Mobile First Design Strategy

As mobile browsing traffic continues to grow, responsive design is now a necessity. Every site we develop should retain its usability on mobile. However when it comes to sites that we know are being heavily trafficked by mobile users we start with a mobile-first design philosophy. This additional focus places the user experience of the mobile user first and ensures that all desktop functionality must be designed translate to a phone or tablet. A mobile-first design philosophy means the mobile user will have just as complete an experience as the desktop user. When designing the site, we created the desktop design knowing how elements would shift with screen size and what would create the best, most consistent user experience for users going between mobile and desktop platforms. Below, we have detailed three elements that embody this methodology.

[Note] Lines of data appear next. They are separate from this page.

//! A crate for writing the trusted side of enclave applications
//
// SPDX-License-Identifier: MIT
// Copyright (C) 2022 VTT Technical Research Centre of Finland Ltd

use log::error;

/* Public interface */
pub mod application;
pub mod crypto;
pub mod ecall;
pub mod ocall;
pub mod signal;
pub mod snapshot;

pub use application::{Application, Context, EnclaveState, TrustedApplication};
pub use ecall::Server;

pub use ::edge::Status as Status;
pub use ::edge::Error  as Error;

/// Terminate the enclave. The boundary cannot be trusted after this point.
pub(crate) fn enclave_abort(reason: &str) -> ! {
    error!("enclave abort: {}", reason);
    std::process::abort();
}
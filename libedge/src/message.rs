//! Push-ordered argument messages exchanged across the boundary
//!
//! A message is an ordered list of extents. The caller pushes extents with a
//! `MessageWriter`, the message is serialized into one flat buffer, and the
//! callee consumes the extents in the same order with a `MessageReader`.
//!
//! Wire format: a little-endian `u64` extent count, followed by each extent as
//! a little-endian `u64` length and the extent bytes.
//
// SPDX-License-Identifier: MIT
// Copyright (C) 2022 VTT Technical Research Centre of Finland Ltd

use crate::Error;

const LEN_SIZE: usize = core::mem::size_of::<u64>();

/// Fixed-size value that can be pushed as a single extent
pub trait Scalar: Copy {
    /// Encoded size in bytes
    const SIZE: usize;
    /// Append little-endian encoding
    fn encode(self, out: &mut Vec<u8>);
    /// Decode from exactly `SIZE` bytes
    fn decode(bytes: &[u8]) -> Self;
}

macro_rules! scalar {
    ($($t:ty),*) => {
        $(
            impl Scalar for $t {
                const SIZE: usize = core::mem::size_of::<$t>();

                fn encode(self, out: &mut Vec<u8>) {
                    out.extend_from_slice(&self.to_le_bytes());
                }

                fn decode(bytes: &[u8]) -> Self {
                    let mut raw = [0u8; core::mem::size_of::<$t>()];
                    raw.copy_from_slice(bytes);
                    <$t>::from_le_bytes(raw)
                }
            }
        )*
    }
}

scalar!(u8, u16, u32, u64, i8, i16, i32, i64, usize, isize);

impl Scalar for bool {
    const SIZE: usize = 1;

    fn encode(self, out: &mut Vec<u8>) {
        out.push(self as u8);
    }

    fn decode(bytes: &[u8]) -> Self {
        bytes[0] != 0
    }
}

/// Builder for an outbound message
#[derive(Default, Clone, Debug)]
pub struct MessageWriter {
    extents: Vec<Vec<u8>>,
}

impl MessageWriter {

    pub fn new() -> Self {
        Self{extents: Vec::new()}
    }

    /// Push a scalar by value
    pub fn push<T: Scalar>(&mut self, value: T) {
        let mut bytes = Vec::with_capacity(T::SIZE);
        value.encode(&mut bytes);
        self.extents.push(bytes);
    }

    /// Push a byte range; the bytes are copied into the message
    pub fn push_bytes(&mut self, bytes: &[u8]) {
        self.extents.push(bytes.to_vec());
    }

    /// Push a string without terminator
    pub fn push_str(&mut self, value: &str) {
        self.push_bytes(value.as_bytes());
    }

    /// Push an empty extent, used for absent optional values
    pub fn push_empty(&mut self) {
        self.extents.push(Vec::new());
    }

    /// Number of extents pushed so far
    pub fn len(&self) -> usize {
        self.extents.len()
    }

    pub fn is_empty(&self) -> bool {
        self.extents.is_empty()
    }

    /// Size of the serialized message in bytes
    pub fn message_size(&self) -> usize {
        if self.extents.is_empty() {
            return 0;
        }

        LEN_SIZE + self.extents.iter().map(|e| LEN_SIZE + e.len()).sum::<usize>()
    }

    /// Serialize into `to`, which must be exactly `message_size()` bytes
    ///
    /// # Returns
    ///
    /// Ok() when the message was written, Err(Error::InvalidArgument) when the
    /// destination has the wrong size

    pub fn serialize(&self, to: &mut [u8]) -> Result<(), Error> {
        if to.len() != self.message_size() {
            return Err(Error::InvalidArgument(
                format!("message needs {} bytes, buffer has {}",
                        self.message_size(), to.len())));
        }

        if self.extents.is_empty() {
            return Ok(());
        }

        let mut pos = 0;
        to[pos .. pos + LEN_SIZE].copy_from_slice(&(self.extents.len() as u64).to_le_bytes());
        pos += LEN_SIZE;
        for extent in &self.extents {
            to[pos .. pos + LEN_SIZE].copy_from_slice(&(extent.len() as u64).to_le_bytes());
            pos += LEN_SIZE;
            to[pos .. pos + extent.len()].copy_from_slice(extent);
            pos += extent.len();
        }

        Ok(())
    }

    /// Serialize into a newly allocated vector
    pub fn to_bytes(&self) -> Vec<u8> {
        let mut out = vec![0u8; self.message_size()];
        /* Size always matches */
        let _ = self.serialize(&mut out);
        out
    }
}

/// Consumer for an inbound message
#[derive(Default, Clone, Debug)]
pub struct MessageReader {
    extents: Vec<Vec<u8>>,
    next:    usize,
}

impl MessageReader {

    /// Reader with no extents
    pub fn empty() -> Self {
        Self{extents: Vec::new(), next: 0}
    }

    /// Parse a serialized message. An empty buffer is an empty message.
    pub fn deserialize(bytes: &[u8]) -> Result<Self, Error> {
        if bytes.is_empty() {
            return Ok(Self::empty());
        }

        let count = read_len(bytes, 0)?;
        let mut pos = LEN_SIZE;
        let mut extents = Vec::new();
        for _ in 0 .. count {
            let len = read_len(bytes, pos)?;
            pos += LEN_SIZE;
            let end = pos.checked_add(len)
                .filter(|end| *end <= bytes.len())
                .ok_or_else(|| Error::Malformed("extent exceeds message".into()))?;
            extents.push(bytes[pos .. end].to_vec());
            pos = end;
        }

        if pos != bytes.len() {
            return Err(Error::Malformed("trailing bytes after last extent".into()));
        }

        Ok(Self{extents: extents, next: 0})
    }

    /// Total number of extents in the message
    pub fn size(&self) -> usize {
        self.extents.len()
    }

    /// Number of extents not yet consumed
    pub fn remaining(&self) -> usize {
        self.extents.len() - self.next
    }

    pub fn has_next(&self) -> bool {
        self.next < self.extents.len()
    }

    /// Fail unless the message holds exactly `count` extents
    pub fn expect_size(&self, count: usize) -> Result<(), Error> {
        if self.extents.len() != count {
            return Err(Error::Malformed(
                format!("expected {} extents, got {}", count, self.extents.len())));
        }
        Ok(())
    }

    /// Fail unless the message holds at least `count` extents
    pub fn expect_at_least(&self, count: usize) -> Result<(), Error> {
        if self.extents.len() < count {
            return Err(Error::Malformed(
                format!("expected at least {} extents, got {}",
                        count, self.extents.len())));
        }
        Ok(())
    }

    /// Consume the next extent as a scalar
    pub fn next<T: Scalar>(&mut self) -> Result<T, Error> {
        let extent = self.next_extent()?;
        if extent.len() != T::SIZE {
            return Err(Error::Malformed(
                format!("scalar of {} bytes, extent has {}", T::SIZE, extent.len())));
        }
        Ok(T::decode(extent))
    }

    /// Consume the next extent as raw bytes
    pub fn next_extent(&mut self) -> Result<&[u8], Error> {
        if self.next >= self.extents.len() {
            return Err(Error::Malformed("read past the last extent".into()));
        }

        self.next += 1;
        Ok(&self.extents[self.next - 1])
    }

    /// Consume the next extent as an owned byte vector
    pub fn next_bytes(&mut self) -> Result<Vec<u8>, Error> {
        Ok(self.next_extent()?.to_vec())
    }

    /// Consume the next extent as UTF-8 text
    pub fn next_string(&mut self) -> Result<String, Error> {
        let bytes = self.next_bytes()?;
        String::from_utf8(bytes)
            .map_err(|_| Error::Malformed("extent is not valid UTF-8".into()))
    }
}

impl From<MessageWriter> for MessageReader {
    fn from(writer: MessageWriter) -> Self {
        Self{extents: writer.extents, next: 0}
    }
}

fn read_len(bytes: &[u8], pos: usize) -> Result<usize, Error> {
    if bytes.len() < pos + LEN_SIZE {
        return Err(Error::Malformed("truncated length field".into()));
    }

    let len = u64::decode(&bytes[pos .. pos + LEN_SIZE]);
    usize::try_from(len).map_err(|_| Error::Malformed("length overflows".into()))
}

Navigation is one of the most important and difficult factors of a responsive, mobile-first design. As we have written previously, there are several potential implementations of mobile-friendly navigation. GLOS had two levels of navigation that were important for users to have easy-access to, so we chose to implement a multi-level push navigation. Although many sites use this form of navigation for their mobile sites, less choose to also use it on their desktop site. However, using a hamburger-activated navigation made perfect sense for the GLOS site. Not only did we want to keep the navigation experience consistent across platforms, but also by reducing the navigation to the hamburger icon, we were able to create greater emphasis on the beautiful Great Lakes photography that is used across the site.

Sticky Header

Sticky headers—navigation bars that remain static at the top of a page as you scroll—are great for sites where the navigation would otherwise be buried by the amount of vertical space on a page. We wanted the user to easily access the search and navigation, particularly on the mobile platform when the user is scrolling through the tile-based pages. However, screen real estate is incredibly limited on mobile platforms and sticky headers, if poorly implemented, can hog valuable space. Our solution was to make the sticky header as compact as possible, reducing the size of the logo and having the search bar appear below the navbar when activated. The result was an easy-to-navigate mobile experience that does not distract from the main content. Having access to the navigation at all times greatly improves usability for browsing the site and accessing data tools.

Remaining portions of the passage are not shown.